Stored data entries
--- START ---
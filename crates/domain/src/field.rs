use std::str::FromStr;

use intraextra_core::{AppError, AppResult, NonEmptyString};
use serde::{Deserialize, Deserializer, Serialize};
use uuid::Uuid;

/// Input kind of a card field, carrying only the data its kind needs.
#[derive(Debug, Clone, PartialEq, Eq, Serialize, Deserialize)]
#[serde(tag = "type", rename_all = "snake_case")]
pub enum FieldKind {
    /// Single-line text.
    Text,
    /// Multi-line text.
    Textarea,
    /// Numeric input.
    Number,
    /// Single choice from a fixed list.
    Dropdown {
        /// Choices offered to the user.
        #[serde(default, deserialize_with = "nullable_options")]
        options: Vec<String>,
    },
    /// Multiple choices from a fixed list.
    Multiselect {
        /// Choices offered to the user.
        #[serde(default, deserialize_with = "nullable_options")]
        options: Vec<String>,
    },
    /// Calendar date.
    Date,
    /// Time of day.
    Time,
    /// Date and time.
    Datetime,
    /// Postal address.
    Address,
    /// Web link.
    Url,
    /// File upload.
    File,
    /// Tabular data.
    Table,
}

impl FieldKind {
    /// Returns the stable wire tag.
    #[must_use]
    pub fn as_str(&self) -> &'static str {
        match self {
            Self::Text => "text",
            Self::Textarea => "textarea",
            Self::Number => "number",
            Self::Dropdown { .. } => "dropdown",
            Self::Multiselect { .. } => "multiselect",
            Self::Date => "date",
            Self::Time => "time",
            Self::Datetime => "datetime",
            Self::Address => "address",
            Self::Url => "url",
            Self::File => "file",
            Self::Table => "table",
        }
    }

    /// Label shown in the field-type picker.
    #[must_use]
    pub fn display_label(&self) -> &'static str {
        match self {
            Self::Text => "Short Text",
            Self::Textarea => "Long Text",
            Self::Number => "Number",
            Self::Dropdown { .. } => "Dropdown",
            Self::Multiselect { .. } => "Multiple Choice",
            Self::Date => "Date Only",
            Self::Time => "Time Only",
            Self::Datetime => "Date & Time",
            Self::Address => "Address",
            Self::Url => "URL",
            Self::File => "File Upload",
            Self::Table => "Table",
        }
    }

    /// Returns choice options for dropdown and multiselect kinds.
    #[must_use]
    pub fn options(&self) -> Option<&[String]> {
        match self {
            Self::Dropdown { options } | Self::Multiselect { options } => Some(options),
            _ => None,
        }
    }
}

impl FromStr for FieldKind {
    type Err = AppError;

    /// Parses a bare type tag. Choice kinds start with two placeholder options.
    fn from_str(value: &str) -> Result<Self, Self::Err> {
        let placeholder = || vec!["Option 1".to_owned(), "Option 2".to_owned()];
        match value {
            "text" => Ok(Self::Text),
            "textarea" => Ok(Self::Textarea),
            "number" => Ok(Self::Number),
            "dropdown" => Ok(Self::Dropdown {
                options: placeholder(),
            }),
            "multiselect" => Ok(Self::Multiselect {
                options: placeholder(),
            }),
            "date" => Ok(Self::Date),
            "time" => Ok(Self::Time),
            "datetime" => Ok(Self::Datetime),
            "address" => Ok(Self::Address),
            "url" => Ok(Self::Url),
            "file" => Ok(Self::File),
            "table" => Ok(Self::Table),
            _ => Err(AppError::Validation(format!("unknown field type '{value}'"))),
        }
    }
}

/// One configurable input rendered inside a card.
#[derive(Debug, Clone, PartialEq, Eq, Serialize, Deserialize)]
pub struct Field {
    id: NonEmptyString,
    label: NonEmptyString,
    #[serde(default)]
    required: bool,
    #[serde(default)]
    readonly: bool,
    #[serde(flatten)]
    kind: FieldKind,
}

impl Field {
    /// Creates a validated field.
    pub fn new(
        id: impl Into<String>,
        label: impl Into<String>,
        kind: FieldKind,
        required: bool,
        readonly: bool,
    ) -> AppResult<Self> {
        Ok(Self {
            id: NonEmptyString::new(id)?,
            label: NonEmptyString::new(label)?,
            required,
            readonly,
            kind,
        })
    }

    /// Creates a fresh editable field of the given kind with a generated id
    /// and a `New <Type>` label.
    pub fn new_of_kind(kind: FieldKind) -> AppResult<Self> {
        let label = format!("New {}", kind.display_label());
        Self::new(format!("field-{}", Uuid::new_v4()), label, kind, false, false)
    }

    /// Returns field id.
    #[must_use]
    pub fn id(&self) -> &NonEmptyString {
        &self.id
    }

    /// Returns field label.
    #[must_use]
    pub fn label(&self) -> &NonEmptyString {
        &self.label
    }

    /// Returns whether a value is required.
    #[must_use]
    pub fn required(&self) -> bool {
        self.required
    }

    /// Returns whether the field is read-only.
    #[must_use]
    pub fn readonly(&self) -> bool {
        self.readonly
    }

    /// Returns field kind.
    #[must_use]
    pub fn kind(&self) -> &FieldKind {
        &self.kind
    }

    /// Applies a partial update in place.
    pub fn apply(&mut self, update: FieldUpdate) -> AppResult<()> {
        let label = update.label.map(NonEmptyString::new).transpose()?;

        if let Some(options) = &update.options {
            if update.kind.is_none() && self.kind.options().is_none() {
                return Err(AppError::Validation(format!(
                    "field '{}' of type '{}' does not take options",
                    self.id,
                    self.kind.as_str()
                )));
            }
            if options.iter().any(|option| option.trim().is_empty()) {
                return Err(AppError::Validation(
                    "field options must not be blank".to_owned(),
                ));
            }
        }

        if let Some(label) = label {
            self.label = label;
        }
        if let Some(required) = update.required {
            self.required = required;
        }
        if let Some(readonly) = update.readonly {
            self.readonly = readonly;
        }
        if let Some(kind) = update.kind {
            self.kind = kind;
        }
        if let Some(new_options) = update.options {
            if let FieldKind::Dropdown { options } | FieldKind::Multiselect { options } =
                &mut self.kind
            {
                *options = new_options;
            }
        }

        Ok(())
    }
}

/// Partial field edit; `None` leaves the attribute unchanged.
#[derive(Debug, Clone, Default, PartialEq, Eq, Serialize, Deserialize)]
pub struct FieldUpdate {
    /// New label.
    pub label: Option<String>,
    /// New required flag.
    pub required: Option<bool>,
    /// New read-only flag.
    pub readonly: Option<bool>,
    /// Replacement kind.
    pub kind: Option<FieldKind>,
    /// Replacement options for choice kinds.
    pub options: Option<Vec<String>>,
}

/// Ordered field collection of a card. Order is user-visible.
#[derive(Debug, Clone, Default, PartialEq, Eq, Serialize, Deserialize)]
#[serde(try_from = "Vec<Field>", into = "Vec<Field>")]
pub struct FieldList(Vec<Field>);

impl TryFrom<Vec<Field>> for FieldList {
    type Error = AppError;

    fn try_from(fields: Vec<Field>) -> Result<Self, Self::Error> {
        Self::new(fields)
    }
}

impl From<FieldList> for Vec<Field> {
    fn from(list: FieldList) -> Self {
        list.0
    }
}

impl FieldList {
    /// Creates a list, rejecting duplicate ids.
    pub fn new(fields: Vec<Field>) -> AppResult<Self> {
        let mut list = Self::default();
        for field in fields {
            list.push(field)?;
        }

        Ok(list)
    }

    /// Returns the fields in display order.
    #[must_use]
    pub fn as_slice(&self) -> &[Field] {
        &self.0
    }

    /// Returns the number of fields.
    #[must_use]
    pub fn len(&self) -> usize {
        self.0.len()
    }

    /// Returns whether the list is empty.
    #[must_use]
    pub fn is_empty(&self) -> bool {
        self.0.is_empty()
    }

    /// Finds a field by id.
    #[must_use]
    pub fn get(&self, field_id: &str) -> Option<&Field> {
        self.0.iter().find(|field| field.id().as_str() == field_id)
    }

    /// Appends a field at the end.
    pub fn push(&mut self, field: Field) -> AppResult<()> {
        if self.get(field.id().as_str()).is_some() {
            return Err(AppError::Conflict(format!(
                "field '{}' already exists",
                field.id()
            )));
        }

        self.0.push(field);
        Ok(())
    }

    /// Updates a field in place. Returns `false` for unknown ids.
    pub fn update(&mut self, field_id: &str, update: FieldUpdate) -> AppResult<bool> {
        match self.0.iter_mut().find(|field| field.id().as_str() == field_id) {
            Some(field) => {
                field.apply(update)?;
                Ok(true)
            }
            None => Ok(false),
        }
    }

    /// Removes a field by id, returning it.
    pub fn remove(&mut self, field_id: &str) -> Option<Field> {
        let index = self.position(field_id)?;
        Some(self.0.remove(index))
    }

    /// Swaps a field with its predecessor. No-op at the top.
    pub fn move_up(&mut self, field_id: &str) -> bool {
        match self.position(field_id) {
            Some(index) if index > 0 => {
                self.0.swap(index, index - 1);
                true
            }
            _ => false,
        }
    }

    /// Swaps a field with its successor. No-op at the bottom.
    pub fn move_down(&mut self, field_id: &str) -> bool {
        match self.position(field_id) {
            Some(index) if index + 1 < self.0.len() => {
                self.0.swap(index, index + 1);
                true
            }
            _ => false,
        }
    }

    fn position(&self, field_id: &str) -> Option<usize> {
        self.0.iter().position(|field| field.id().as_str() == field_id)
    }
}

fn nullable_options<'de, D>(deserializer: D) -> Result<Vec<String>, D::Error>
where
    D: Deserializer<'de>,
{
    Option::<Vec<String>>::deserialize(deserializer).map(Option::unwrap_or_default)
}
--- END ---
--- START ---
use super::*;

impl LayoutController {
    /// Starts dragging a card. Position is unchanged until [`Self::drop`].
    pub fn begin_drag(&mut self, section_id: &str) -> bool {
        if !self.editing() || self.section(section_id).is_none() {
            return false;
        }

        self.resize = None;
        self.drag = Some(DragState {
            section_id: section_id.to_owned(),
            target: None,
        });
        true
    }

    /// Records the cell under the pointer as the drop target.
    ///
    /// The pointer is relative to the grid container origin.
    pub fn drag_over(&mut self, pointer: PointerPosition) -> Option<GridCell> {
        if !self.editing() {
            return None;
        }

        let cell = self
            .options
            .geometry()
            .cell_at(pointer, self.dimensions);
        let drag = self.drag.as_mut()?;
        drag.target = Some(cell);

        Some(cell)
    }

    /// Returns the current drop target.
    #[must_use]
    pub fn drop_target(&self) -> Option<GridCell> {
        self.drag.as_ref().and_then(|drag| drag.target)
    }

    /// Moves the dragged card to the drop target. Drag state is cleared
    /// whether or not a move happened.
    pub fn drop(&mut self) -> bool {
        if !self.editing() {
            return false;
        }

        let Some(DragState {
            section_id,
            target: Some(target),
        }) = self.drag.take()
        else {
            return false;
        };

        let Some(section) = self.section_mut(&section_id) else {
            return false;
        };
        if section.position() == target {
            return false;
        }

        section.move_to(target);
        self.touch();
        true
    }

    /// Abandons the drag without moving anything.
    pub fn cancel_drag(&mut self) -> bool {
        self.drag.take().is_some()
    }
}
--- END ---
Report the number of lines above containing the word "pointer", with no other text.

▸ RESPONSE TO THE EXERCISE
4